Provence isn't just sipping rosé and frolicking through fields of lavender. There are so many amazing and historical towns to explore... oh and fields of sunflowers too. After our road trip through the lavender fields and tiny hilltop towns of the region, Emily and I headed out to explore the cities of Avignon and Orange (you can see our road trip map here).

The history nerd in me has always wanted to visit Avignon. What can I say, I have a soft spot for papal history. I will be honest though, the town as a whole didn't wow me. Exploring the papal palace was so interesting, but the city felt a little dingy and full of tourist. So, after we had seen the papal palace, bridge, and old city walls, Em and I decided to head to Orange for lunch.

Orange had all of the color and charm Avignon seemed to be missing. So many colorful buildings, bustling squares, and interesting cafes. The city was a Roman town and still has an ancient theater, which is well worth a visit.

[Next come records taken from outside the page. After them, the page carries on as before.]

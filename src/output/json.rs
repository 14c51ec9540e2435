//! JSON output formatter for duplicate scan results.
//!
//! Provides machine-readable JSON output for scripting and automation.
//!
//! # Output Schema
//!
//! ```json
//! {
//!   "duplicates": [
//!     {
//!       "hash": "af1349b9...",
//!       "size": 1024,
//!       "files": ["/path/to/file1.txt", "/path/to/file2.txt"]
//!     }
//!   ],
//!   "summary": {
//!     "total_files": 100,
//!     "total_size": 1048576,
//!     "empty_files": 3,
//!     "eliminated_by_size": 80,
//!     "files_hashed": 17,
//!     "bytes_hashed": 40960,
//!     "duplicate_groups": 5,
//!     "duplicate_files": 10,
//!     "reclaimable_space": 51200,
//!     "scan_duration_ms": 1234,
//!     "exit_code": 0,
//!     "exit_code_name": "DF000",
//!     "skipped": [{ "path": "/secret", "reason": "Can't open /secret: ..." }]
//!   }
//! }
//! ```

use std::io::Write;

use serde::Serialize;

use crate::duplicates::{DuplicateGroup, ScanSummary};
use crate::error::ExitCode;
use crate::scanner::ScanError;

/// A single duplicate group in JSON format.
#[derive(Debug, Clone, Serialize)]
pub struct JsonDuplicateGroup {
    /// BLAKE3 hash as hexadecimal string (64 characters)
    pub hash: String,
    /// File size in bytes
    pub size: u64,
    /// Member paths, sorted, as discovered during the walk
    pub files: Vec<String>,
}

impl JsonDuplicateGroup {
    /// Create a JSON duplicate group from a DuplicateGroup.
    #[must_use]
    pub fn from_duplicate_group(group: &DuplicateGroup) -> Self {
        Self {
            hash: group.hash_hex(),
            size: group.size,
            files: group
                .files
                .iter()
                .map(|f| f.path.to_string_lossy().into_owned())
                .collect(),
        }
    }
}

/// A file that was left out of the results.
#[derive(Debug, Clone, Serialize)]
pub struct JsonSkippedFile {
    /// Path of the skipped file
    pub path: String,
    /// Diagnostic message
    pub reason: String,
}

impl From<&ScanError> for JsonSkippedFile {
    fn from(err: &ScanError) -> Self {
        Self {
            path: err.path().to_string_lossy().into_owned(),
            reason: err.to_string(),
        }
    }
}

/// Summary statistics in JSON format.
#[derive(Debug, Clone, Serialize)]
pub struct JsonSummary {
    /// Total number of regular files found
    pub total_files: usize,
    /// Total size of all scanned files in bytes
    pub total_size: u64,
    /// Empty files ignored
    pub empty_files: usize,
    /// Files ruled out because no other file had their size
    pub eliminated_by_size: usize,
    /// Files whose content was hashed
    pub files_hashed: usize,
    /// Bytes read while hashing
    pub bytes_hashed: u64,
    /// Number of confirmed duplicate groups
    pub duplicate_groups: usize,
    /// Total number of duplicate files (excluding originals)
    pub duplicate_files: usize,
    /// Total space that can be reclaimed by removing duplicates (bytes)
    pub reclaimable_space: u64,
    /// Duration of the scan in milliseconds
    pub scan_duration_ms: u64,
    /// The exit code number
    pub exit_code: i32,
    /// The machine-readable exit code name (e.g., "DF000")
    pub exit_code_name: String,
    /// Files skipped because they couldn't be sized or read
    pub skipped: Vec<JsonSkippedFile>,
}

impl JsonSummary {
    /// Create a JSON summary from a ScanSummary and an exit code.
    #[must_use]
    pub fn from_scan_summary(summary: &ScanSummary, exit_code: ExitCode) -> Self {
        Self {
            total_files: summary.total_files,
            total_size: summary.total_size,
            empty_files: summary.empty_files,
            eliminated_by_size: summary.eliminated_by_size,
            files_hashed: summary.hashed_files,
            bytes_hashed: summary.bytes_hashed,
            duplicate_groups: summary.duplicate_groups,
            duplicate_files: summary.duplicate_files,
            reclaimable_space: summary.reclaimable_space,
            scan_duration_ms: summary.scan_duration.as_millis() as u64,
            exit_code: exit_code.as_i32(),
            exit_code_name: exit_code.code_prefix().to_string(),
            skipped: summary.scan_errors.iter().map(JsonSkippedFile::from).collect(),
        }
    }
}

/// Complete JSON output structure.
#[derive(Debug, Clone, Serialize)]
pub struct JsonOutput {
    /// List of duplicate groups
    pub duplicates: Vec<JsonDuplicateGroup>,
    /// Scan summary statistics
    pub summary: JsonSummary,
}

impl JsonOutput {
    /// Create a new JSON output from duplicate groups, summary and exit code.
    ///
    /// # Example
    ///
    /// ```
    /// use dupefind::duplicates::{DuplicateGroup, ScanSummary};
    /// use dupefind::error::ExitCode;
    /// use dupefind::output::json::JsonOutput;
    /// use dupefind::scanner::FileEntry;
    /// use std::path::PathBuf;
    ///
    /// let groups = vec![DuplicateGroup::new(
    ///     [0u8; 32],
    ///     1024,
    ///     vec![
    ///         FileEntry::new(PathBuf::from("/file1.txt"), 1024),
    ///         FileEntry::new(PathBuf::from("/file2.txt"), 1024),
    ///     ],
    /// )];
    ///
    /// let output = JsonOutput::new(&groups, &ScanSummary::default(), ExitCode::Success);
    /// assert_eq!(output.duplicates.len(), 1);
    /// ```
    #[must_use]
    pub fn new(groups: &[DuplicateGroup], summary: &ScanSummary, exit_code: ExitCode) -> Self {
        Self {
            duplicates: groups
                .iter()
                .map(JsonDuplicateGroup::from_duplicate_group)
                .collect(),
            summary: JsonSummary::from_scan_summary(summary, exit_code),
        }
    }

    /// Serialize to compact JSON string.
    ///
    /// # Errors
    ///
    /// Returns an error if serialization fails (unlikely for valid data).
    pub fn to_json(&self) -> Result<String, serde_json::Error> {
        serde_json::to_string(self)
    }

    /// Serialize to pretty-printed JSON string.
    ///
    /// # Errors
    ///
    /// Returns an error if serialization fails (unlikely for valid data).
    pub fn to_json_pretty(&self) -> Result<String, serde_json::Error> {
        serde_json::to_string_pretty(self)
    }

    /// Write JSON to a writer, followed by a newline.
    ///
    /// # Errors
    ///
    /// Returns an error if serialization or writing fails.
    pub fn write_to<W: Write + ?Sized>(
        &self,
        writer: &mut W,
        pretty: bool,
    ) -> Result<(), JsonOutputError> {
        let json = if pretty {
            self.to_json_pretty()?
        } else {
            self.to_json()?
        };
        writer.write_all(json.as_bytes())?;
        writer.write_all(b"\n")?;
        Ok(())
    }
}

/// Errors that can occur during JSON output.
#[derive(thiserror::Error, Debug)]
pub enum JsonOutputError {
    /// JSON serialization error
    #[error("JSON serialization error: {0}")]
    Serialization(#[from] serde_json::Error),

    /// I/O error during writing
    #[error("I/O error during JSON generation: {0}")]
    Io(#[from] std::io::Error),
}

impl From<JsonOutputError> for std::io::Error {
    fn from(err: JsonOutputError) -> Self {
        match err {
            JsonOutputError::Io(e) => e,
            JsonOutputError::Serialization(e) => std::io::Error::other(e),
        }
    }
}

After exploring Orange for the afternoon, we hopped back in our rental car and decided to head south to see the wild horses of Camargue. Sadly we did not do enough research beforehand (we did it on a whim) and the excursion was a bust. We saw just a couple of not-so-wild Camargue horses in a pasture. But, on our way to the nature preserve, we stumbled on the most glorious fields of sunflowers. Accessing them required some off roading and a bit of trespassing, but as you can see it was totally worth it.

This day was one of the hottest of our trip. So I opted for this amazingly breezing and super comfortable Club Monaco top, which is now on sale and an extra 40% off (with code KEEPCOOL)! And since I am always trying to get the most out of my clothing when I travel, I had some fun with a bit of pattern play and mixed the gingham top with my favorite floral skirt (here are some tips for mastering pattern play here). This skirt is another amazing find and it has been on repeat all summer. The brand is Lush from Nordstrom (many Lush items are included in the Anniversary Sale). It is lightweight, comfortable, and cute. It is no longer available, but a newer version for fall is here (and would look super cute with this top)!

Have you visited Provence? What was your favorite city?